The Class 3 exemption applies to "limited numbers of new, small facilities or structures" including "electrical, gas, and other utility extensions." (Guidelines, § 15303.) Since the exemption repeatedly uses the plural and expressly refers to "limited numbers" of "small structures," it is clearly not limited to a single small structure. ARA does not attempt to argue that a microcell unit, as proposed, is not a small structure. Nor could it. Each of the microcell units consisted of a two-foot by one-foot antenna mounted on an extender pole that was no more than six feet in length along with pole-mounted equipment to support it. Not only that, but each microcell unit was a utility extension, which the Class 3 exemption explicitly includes. It is well recognized that the Class 3 exemption applies to "the installation of *613small new equipment on numerous existing small structures in scattered locations ." ( Robinson v.

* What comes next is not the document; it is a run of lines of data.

//! Provider security check catalog.
//!
//! The orchestrator only needs to know which providers exist, how many checks
//! each has, and a prompt-ready listing of those checks. [`DirectoryCatalog`]
//! reads check metadata files from disk; [`StaticCatalog`] holds them in
//! memory.

pub mod directory;

use std::collections::BTreeMap;

use serde::{Deserialize, Serialize};

pub use directory::DirectoryCatalog;

/// Output display name for a provider key. Unknown keys are returned as-is.
pub fn provider_display_name(provider: &str) -> String {
    match provider.to_lowercase().as_str() {
        "aws" => "AWS".to_string(),
        "azure" => "Azure".to_string(),
        "gcp" => "GCP".to_string(),
        "github" => "GitHub".to_string(),
        "kubernetes" => "Kubernetes".to_string(),
        "m365" => "M365".to_string(),
        "nhn" => "NHN".to_string(),
        "oraclecloud" => "OracleCloud".to_string(),
        "alibabacloud" => "alibabacloud".to_string(),
        _ => provider.to_string(),
    }
}

/// A single check definition as stored in `<check>.metadata.json`.
#[derive(Debug, Clone, PartialEq, Eq, Serialize, Deserialize)]
pub struct CheckDefinition {
    #[serde(rename = "CheckID", default)]
    pub check_id: String,
    #[serde(rename = "CheckTitle", default)]
    pub check_title: String,
    #[serde(rename = "ServiceName", default, skip_serializing_if = "Option::is_none")]
    pub service_name: Option<String>,
    #[serde(rename = "Severity", default, skip_serializing_if = "Option::is_none")]
    pub severity: Option<String>,
    #[serde(rename = "Description", default, skip_serializing_if = "Option::is_none")]
    pub description: Option<String>,
}

impl CheckDefinition {
    pub fn new(check_id: impl Into<String>, check_title: impl Into<String>) -> Self {
        Self {
            check_id: check_id.into(),
            check_title: check_title.into(),
            service_name: None,
            severity: None,
            description: None,
        }
    }

    pub fn with_service(mut self, service: impl Into<String>) -> Self {
        self.service_name = Some(service.into());
        self
    }

    pub fn with_severity(mut self, severity: impl Into<String>) -> Self {
        self.severity = Some(severity.into());
        self
    }

    /// `- <id>: <title> (Service: <svc>, Severity: <sev>)`
    pub fn prompt_line(&self) -> String {
        let id = if self.check_id.is_empty() {
            "unknown"
        } else {
            &self.check_id
        };
        let title = if self.check_title.is_empty() {
            "No title"
        } else {
            &self.check_title
        };
        let mut line = format!("- {}: {}", id, title);

        let mut extra = Vec::new();
        if let Some(service) = self.service_name.as_deref().filter(|s| !s.is_empty()) {
            extra.push(format!("Service: {}", service));
        }
        if let Some(severity) = self.severity.as_deref().filter(|s| !s.is_empty()) {
            extra.push(format!("Severity: {}", severity));
        }
        if !extra.is_empty() {
            line.push_str(&format!(" ({})", extra.join(", ")));
        }

        line
    }

    fn matches(&self, query: &CheckQuery) -> bool {
        if let Some(service) = &query.service {
            let own = self.service_name.as_deref().unwrap_or("");
            if !own.eq_ignore_ascii_case(service) {
                return false;
            }
        }

        if let Some(search) = &query.search {
            let haystack = format!(
                "{} {} {}",
                self.check_id,
                self.check_title,
                self.description.as_deref().unwrap_or("")
            )
            .to_lowercase();
            if !haystack.contains(&search.to_lowercase()) {
                return false;
            }
        }

        true
    }
}

#[derive(Debug, Clone, PartialEq, Eq, Serialize, Deserialize)]
pub struct ProviderInfo {
    pub name: String,
    pub display_name: String,
    pub check_count: usize,
}

/// Filter and pagination for check listings.
#[derive(Debug, Clone, PartialEq, Eq, Serialize, Deserialize)]
pub struct CheckQuery {
    #[serde(default)]
    pub search: Option<String>,
    #[serde(default)]
    pub service: Option<String>,
    #[serde(default = "default_limit")]
    pub limit: usize,
    #[serde(default)]
    pub offset: usize,
}

fn default_limit() -> usize {
    100
}

impl Default for CheckQuery {
    fn default() -> Self {
        Self {
            search: None,
            service: None,
            limit: default_limit(),
            offset: 0,
        }
    }
}

impl CheckQuery {
    pub fn all() -> Self {
        Self {
            limit: usize::MAX,
            ..Default::default()
        }
    }
}

#[derive(Debug, Clone, PartialEq, Eq, Serialize, Deserialize)]
pub struct CheckPage {
    pub provider: String,
    pub total: usize,
    pub checks: Vec<CheckDefinition>,
}

/// Applies a query to an unsorted list of checks: filter, sort by id, paginate.
pub fn paginate(provider: &str, mut checks: Vec<CheckDefinition>, query: &CheckQuery) -> CheckPage {
    checks.retain(|c| c.matches(query));
    checks.sort_by(|a, b| a.check_id.cmp(&b.check_id));
    let total = checks.len();
    let checks = checks
        .into_iter()
        .skip(query.offset)
        .take(query.limit)
        .collect();

    CheckPage {
        provider: provider.to_string(),
        total,
        checks,
    }
}

pub trait CheckCatalog: Send + Sync {
    /// All known providers sorted by name.
    fn list_providers(&self) -> Vec<ProviderInfo>;

    fn provider_exists(&self, provider: &str) -> bool;

    fn checks(&self, provider: &str, query: &CheckQuery) -> CheckPage;

    /// Check listing embedded into agent prompts, one line per check.
    fn checks_for_prompt(&self, provider: &str) -> String {
        let page = self.checks(provider, &CheckQuery::all());
        if page.checks.is_empty() {
            return format!("No checks found for provider: {}", provider);
        }

        page.checks
            .iter()
            .map(CheckDefinition::prompt_line)
            .collect::<Vec<_>>()
            .join("\n")
    }

    fn provider_names(&self) -> Vec<String> {
        self.list_providers().into_iter().map(|p| p.name).collect()
    }
}

/// In-memory catalog.
#[derive(Debug, Clone, Default)]
pub struct StaticCatalog {
    providers: BTreeMap<String, Vec<CheckDefinition>>,
}

impl StaticCatalog {
    pub fn new() -> Self {
        Self::default()
    }

    pub fn with_provider(mut self, provider: impl Into<String>, checks: Vec<CheckDefinition>) -> Self {
        self.providers.insert(provider.into(), checks);
        self
    }
}

impl CheckCatalog for StaticCatalog {
    fn list_providers(&self) -> Vec<ProviderInfo> {
        self.providers
            .iter()
            .map(|(name, checks)| ProviderInfo {
                name: name.clone(),
                display_name: provider_display_name(name),
                check_count: checks.len(),
            })
            .collect()
    }

    fn provider_exists(&self, provider: &str) -> bool {
        self.providers.contains_key(provider)
    }

    fn checks(&self, provider: &str, query: &CheckQuery) -> CheckPage {
        let checks = self.providers.get(provider).cloned().unwrap_or_default();
        paginate(provider, checks, query)
    }
}
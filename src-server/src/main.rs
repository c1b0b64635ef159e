use std::process::ExitCode;

use tokio::net::TcpListener;
use tracing::{error, info};

use controlmap::load_settings_from_env;
use controlmap_server::telemetry::{self, LogFormat};
use controlmap_server::{router, AppState};

#[tokio::main]
async fn main() -> ExitCode {
    if let Err(e) = telemetry::init(LogFormat::from_env()) {
        eprintln!("{}", e);
        return ExitCode::FAILURE;
    }

    info!("Starting controlmap server v{}", env!("CARGO_PKG_VERSION"));

    let settings = match load_settings_from_env() {
        Ok(settings) => settings,
        Err(e) => {
            error!("Failed to load settings: {}", e);
            return ExitCode::FAILURE;
        }
    };
    let address = settings.server.bind_address();
    let state = AppState::from_settings(settings);

    let listener = match TcpListener::bind(&address).await {
        Ok(listener) => listener,
        Err(e) => {
            error!("Failed to bind {}: {}", address, e);
            return ExitCode::FAILURE;
        }
    };
    info!(address = %address, "Listening");

    let served = axum::serve(listener, router(state.clone()))
        .with_graceful_shutdown(shutdown_signal())
        .await;

    info!("Cancelling running batches");
    state.service.shutdown().await;

    match served {
        Ok(()) => ExitCode::SUCCESS,
        Err(e) => {
            error!("Server failed: {}", e);
            ExitCode::FAILURE
        }
    }
}

async fn shutdown_signal() {
    let ctrl_c = async {
        if let Err(e) = tokio::signal::ctrl_c().await {
            error!("Failed to listen for ctrl-c: {}", e);
        }
    };

    #[cfg(unix)]
    let terminate = async {
        match tokio::signal::unix::signal(tokio::signal::unix::SignalKind::terminate()) {
            Ok(mut signal) => {
                signal.recv().await;
            }
            Err(e) => {
                error!("Failed to listen for SIGTERM: {}", e);
                std::future::pending::<()>().await;
            }
        }
    };

    #[cfg(not(unix))]
    let terminate = std::future::pending::<()>();

    tokio::select! {
        _ = ctrl_c => {},
        _ = terminate => {},
    }
    info!("Shutdown signal received");
}
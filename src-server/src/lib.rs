//! HTTP surface of the controlmap mapping service.

pub mod error;
pub mod routes;
pub mod state;
pub mod telemetry;

pub use error::{ApiError, ErrorBody};
pub use routes::router;
pub use state::AppState;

City and County of San Francisco (2012) 208 Cal.App.4th 950, 956, 146 Cal.Rptr.3d 1, italics added ( Robinson ).) Here, the project proposed to install small microcell units on existing utility poles in scattered locations in the Day Valley. We conclude that substantial evidence supports the County's finding that the project comes within the Class 3 exemption.
ARA's "improper segmenting" claim also lacks merit. The County's planner, the Zoning Administrator, the Planning Commission, and the Board each considered the entire group of microcell units to be the project. None of them segmented the project into individual microcell units in considering whether the Class 3 exemption applied or whether one of the exceptions applied. ARA claims that the County improperly segmented the project because Crown filed a separate permit application for each microcell unit, and the County issued a separate permit and exemption for each microcell unit. The nature of the paperwork required for approval of the project is immaterial. At all times, the County considered the project to encompass all 10 microcell units and considered them as a group. It did not improperly segment the project.
*1048B. Exceptions
ARA contends on appeal that three of the exceptions to the "Class 3" categorical exemption apply here. These exceptions are set forth in Guidelines section 15300.2. "(a) Location. Classes 3, 4, 5, 6, and 11 are qualified by consideration of where the project is to be located-a project that is ordinarily insignificant in its impact on the environment may in a particularly sensitive environment be significant. Therefore, these classes are considered to apply in all instances, except where the project may impact on an environmental resource of hazardous or critical concern where designated, precisely mapped, and officially adopted pursuant to law by federal, state, or local agencies. [¶] (b) Cumulative Impact. All exemptions for these classes are inapplicable when the cumulative impact of successive projects of the same type in the same place, over time is significant. [¶] (c) Significant Effect. A categorical exemption shall not be used for an activity where there is a reasonable possibility that the activity will have a significant effect on the environment due to unusual circumstances." (Guidelines, § 15300.2.)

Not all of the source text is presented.